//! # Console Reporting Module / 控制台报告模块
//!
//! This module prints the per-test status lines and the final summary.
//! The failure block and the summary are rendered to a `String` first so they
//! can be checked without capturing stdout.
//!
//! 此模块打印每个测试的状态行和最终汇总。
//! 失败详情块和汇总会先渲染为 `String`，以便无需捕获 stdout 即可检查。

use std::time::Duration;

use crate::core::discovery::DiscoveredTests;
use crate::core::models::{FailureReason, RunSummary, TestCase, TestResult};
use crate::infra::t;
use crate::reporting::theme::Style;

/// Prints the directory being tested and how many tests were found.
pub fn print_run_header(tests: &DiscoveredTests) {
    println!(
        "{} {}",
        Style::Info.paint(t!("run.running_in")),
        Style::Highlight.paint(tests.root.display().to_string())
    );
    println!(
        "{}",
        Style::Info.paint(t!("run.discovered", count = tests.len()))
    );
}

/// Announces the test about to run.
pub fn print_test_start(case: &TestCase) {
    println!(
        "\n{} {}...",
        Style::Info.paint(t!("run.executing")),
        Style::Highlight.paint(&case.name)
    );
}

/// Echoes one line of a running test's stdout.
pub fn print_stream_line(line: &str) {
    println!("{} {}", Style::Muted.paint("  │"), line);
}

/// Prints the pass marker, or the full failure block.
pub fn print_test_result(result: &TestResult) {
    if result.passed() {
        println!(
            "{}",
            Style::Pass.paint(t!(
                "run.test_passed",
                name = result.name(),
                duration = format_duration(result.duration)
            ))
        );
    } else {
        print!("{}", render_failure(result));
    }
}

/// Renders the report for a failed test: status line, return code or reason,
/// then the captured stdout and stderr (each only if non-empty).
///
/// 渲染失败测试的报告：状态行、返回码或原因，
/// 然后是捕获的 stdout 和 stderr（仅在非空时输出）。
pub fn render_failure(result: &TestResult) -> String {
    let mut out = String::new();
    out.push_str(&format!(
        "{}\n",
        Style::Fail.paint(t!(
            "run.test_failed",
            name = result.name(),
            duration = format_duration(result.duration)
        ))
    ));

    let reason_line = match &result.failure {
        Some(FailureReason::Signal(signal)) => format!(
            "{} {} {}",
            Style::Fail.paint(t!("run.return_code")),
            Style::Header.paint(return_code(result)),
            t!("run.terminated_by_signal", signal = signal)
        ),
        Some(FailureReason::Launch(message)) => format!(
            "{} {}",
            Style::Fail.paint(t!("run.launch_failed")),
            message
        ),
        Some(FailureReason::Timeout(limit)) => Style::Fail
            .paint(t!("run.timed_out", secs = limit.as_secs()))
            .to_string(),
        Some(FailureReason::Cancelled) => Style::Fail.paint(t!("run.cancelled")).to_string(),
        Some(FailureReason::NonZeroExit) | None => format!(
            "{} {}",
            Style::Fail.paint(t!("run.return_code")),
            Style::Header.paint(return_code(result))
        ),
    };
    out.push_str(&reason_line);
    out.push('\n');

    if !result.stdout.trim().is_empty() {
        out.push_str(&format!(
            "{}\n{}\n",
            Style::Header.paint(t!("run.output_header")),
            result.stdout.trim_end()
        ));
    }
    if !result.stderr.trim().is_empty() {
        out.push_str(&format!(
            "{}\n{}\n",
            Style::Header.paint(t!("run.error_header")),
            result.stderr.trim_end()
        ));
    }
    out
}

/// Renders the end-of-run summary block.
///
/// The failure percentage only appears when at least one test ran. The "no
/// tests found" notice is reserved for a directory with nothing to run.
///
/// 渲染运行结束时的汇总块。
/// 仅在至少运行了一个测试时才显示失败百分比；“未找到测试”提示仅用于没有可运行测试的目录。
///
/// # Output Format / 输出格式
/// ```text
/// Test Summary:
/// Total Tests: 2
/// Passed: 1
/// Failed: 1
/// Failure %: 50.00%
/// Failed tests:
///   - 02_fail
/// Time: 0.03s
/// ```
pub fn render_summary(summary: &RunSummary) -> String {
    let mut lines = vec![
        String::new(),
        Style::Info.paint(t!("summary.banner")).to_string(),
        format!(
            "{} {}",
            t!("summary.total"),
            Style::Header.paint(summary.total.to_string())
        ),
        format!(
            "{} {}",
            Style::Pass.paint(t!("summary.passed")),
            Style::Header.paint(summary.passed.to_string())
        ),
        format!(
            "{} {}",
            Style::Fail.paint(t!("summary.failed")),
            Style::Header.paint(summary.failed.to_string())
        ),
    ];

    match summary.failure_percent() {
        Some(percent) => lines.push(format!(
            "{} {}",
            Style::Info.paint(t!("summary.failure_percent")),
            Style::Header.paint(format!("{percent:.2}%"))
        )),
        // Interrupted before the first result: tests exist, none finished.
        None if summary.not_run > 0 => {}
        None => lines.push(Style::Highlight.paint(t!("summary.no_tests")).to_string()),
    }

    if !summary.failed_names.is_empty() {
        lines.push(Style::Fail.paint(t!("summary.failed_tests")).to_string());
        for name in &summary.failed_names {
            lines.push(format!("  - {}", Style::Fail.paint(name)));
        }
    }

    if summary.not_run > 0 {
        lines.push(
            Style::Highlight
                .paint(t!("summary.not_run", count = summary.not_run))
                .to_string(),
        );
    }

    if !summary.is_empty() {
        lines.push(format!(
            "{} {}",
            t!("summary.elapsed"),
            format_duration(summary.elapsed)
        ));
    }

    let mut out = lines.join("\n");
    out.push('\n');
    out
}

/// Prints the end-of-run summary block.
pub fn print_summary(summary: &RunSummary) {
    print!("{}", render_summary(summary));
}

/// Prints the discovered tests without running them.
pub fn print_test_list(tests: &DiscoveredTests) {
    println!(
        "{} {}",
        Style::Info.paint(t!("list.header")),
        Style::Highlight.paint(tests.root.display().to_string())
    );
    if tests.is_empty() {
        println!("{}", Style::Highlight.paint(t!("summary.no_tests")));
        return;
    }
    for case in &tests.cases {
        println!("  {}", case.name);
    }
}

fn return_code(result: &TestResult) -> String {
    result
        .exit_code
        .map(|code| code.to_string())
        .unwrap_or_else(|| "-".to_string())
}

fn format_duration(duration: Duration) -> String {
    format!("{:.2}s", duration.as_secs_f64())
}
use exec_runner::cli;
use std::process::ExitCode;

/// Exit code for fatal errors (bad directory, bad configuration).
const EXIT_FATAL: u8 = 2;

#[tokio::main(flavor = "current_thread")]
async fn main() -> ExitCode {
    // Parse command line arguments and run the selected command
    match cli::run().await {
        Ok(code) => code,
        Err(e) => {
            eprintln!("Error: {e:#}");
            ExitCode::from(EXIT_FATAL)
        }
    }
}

Assignment:
For the listing above, find how many lines hold the word "stdout". Only the number should be written.

Result below:
7